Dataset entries

-- Opening Marker --

// SPDX-License-Identifier: AGPL-3.0-or-later
//
// Copyright (C) 2026 Veilpay

use axum::{
    http::StatusCode,
    response::{IntoResponse, Response},
    Json,
};
use serde::Serialize;

use crate::engine::EngineError;

#[derive(Debug)]
pub struct ApiError {
    pub status: StatusCode,
    pub message: String,
}

#[derive(Serialize)]
struct ErrorBody {
    error: String,
}

impl ApiError {
    pub fn new(status: StatusCode, message: impl Into<String>) -> Self {
        Self {
            status,
            message: message.into(),
        }
    }

    pub fn not_found(message: impl Into<String>) -> Self {
        Self::new(StatusCode::NOT_FOUND, message)
    }

    pub fn bad_request(message: impl Into<String>) -> Self {
        Self::new(StatusCode::BAD_REQUEST, message)
    }

    pub fn unprocessable(message: impl Into<String>) -> Self {
        Self::new(StatusCode::UNPROCESSABLE_ENTITY, message)
    }
}

impl From<EngineError> for ApiError {
    fn from(err: EngineError) -> Self {
        let status = match &err {
            EngineError::Validation(_) => StatusCode::BAD_REQUEST,
            EngineError::WalletUnavailable => StatusCode::SERVICE_UNAVAILABLE,
            EngineError::ConnectionRejected(_) => StatusCode::FORBIDDEN,
            EngineError::InsufficientFunds { .. } => StatusCode::UNPROCESSABLE_ENTITY,
            EngineError::InsufficientLedgerFunds(_) => StatusCode::UNPROCESSABLE_ENTITY,
            EngineError::SubmissionExpired => StatusCode::GATEWAY_TIMEOUT,
            EngineError::RelayNotYetSynced => StatusCode::SERVICE_UNAVAILABLE,
            EngineError::Relay(_) => StatusCode::BAD_GATEWAY,
            EngineError::Ledger(_) => StatusCode::BAD_GATEWAY,
            EngineError::Signer(_) => StatusCode::BAD_GATEWAY,
            EngineError::Identity(_) => StatusCode::INTERNAL_SERVER_ERROR,
        };
        Self::new(status, err.to_string())
    }
}

impl IntoResponse for ApiError {
    fn into_response(self) -> Response {
        let body = Json(ErrorBody {
            error: self.message,
        });
        (self.status, body).into_response()
    }
}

-- Closing Marker --

PROBLEM REQUIREMENTS
Every line in the data above has to be retyped exactly.

ANSWER BELOW
// SPDX-License-Identifier: AGPL-3.0-or-later
//
// Copyright (C) 2026 Veilpay

use axum::{
    http::StatusCode,
    response::{IntoResponse, Response},
    Json,
};
use serde::Serialize;

use crate::engine::EngineError;

#[derive(Debug)]
pub struct ApiError {
    pub status: StatusCode,
    pub message: String,
}

#[derive(Serialize)]
struct ErrorBody {
    error: String,
}

impl ApiError {
    pub fn new(status: StatusCode, message: impl Into<String>) -> Self {
        Self {
            status,
            message: message.into(),
        }
    }

    pub fn not_found(message: impl Into<String>) -> Self {
        Self::new(StatusCode::NOT_FOUND, message)
    }

    pub fn bad_request(message: impl Into<String>) -> Self {
        Self::new(StatusCode::BAD_REQUEST, message)
    }

    pub fn unprocessable(message: impl Into<String>) -> Self {
        Self::new(StatusCode::UNPROCESSABLE_ENTITY, message)
    }
}

impl From<EngineError> for ApiError {
    fn from(err: EngineError) -> Self {
        let status = match &err {
            EngineError::Validation(_) => StatusCode::BAD_REQUEST,
            EngineError::WalletUnavailable => StatusCode::SERVICE_UNAVAILABLE,
            EngineError::ConnectionRejected(_) => StatusCode::FORBIDDEN,
            EngineError::InsufficientFunds { .. } => StatusCode::UNPROCESSABLE_ENTITY,
            EngineError::InsufficientLedgerFunds(_) => StatusCode::UNPROCESSABLE_ENTITY,
            EngineError::SubmissionExpired => StatusCode::GATEWAY_TIMEOUT,
            EngineError::RelayNotYetSynced => StatusCode::SERVICE_UNAVAILABLE,
            EngineError::Relay(_) => StatusCode::BAD_GATEWAY,
            EngineError::Ledger(_) => StatusCode::BAD_GATEWAY,
            EngineError::Signer(_) => StatusCode::BAD_GATEWAY,
            EngineError::Identity(_) => StatusCode::INTERNAL_SERVER_ERROR,
        };
        Self::new(status, err.to_string())
    }
}

impl IntoResponse for ApiError {
    fn into_response(self) -> Response {
        let body = Json(ErrorBody {
            error: self.message,
        });
        (self.status, body).into_response()
    }
}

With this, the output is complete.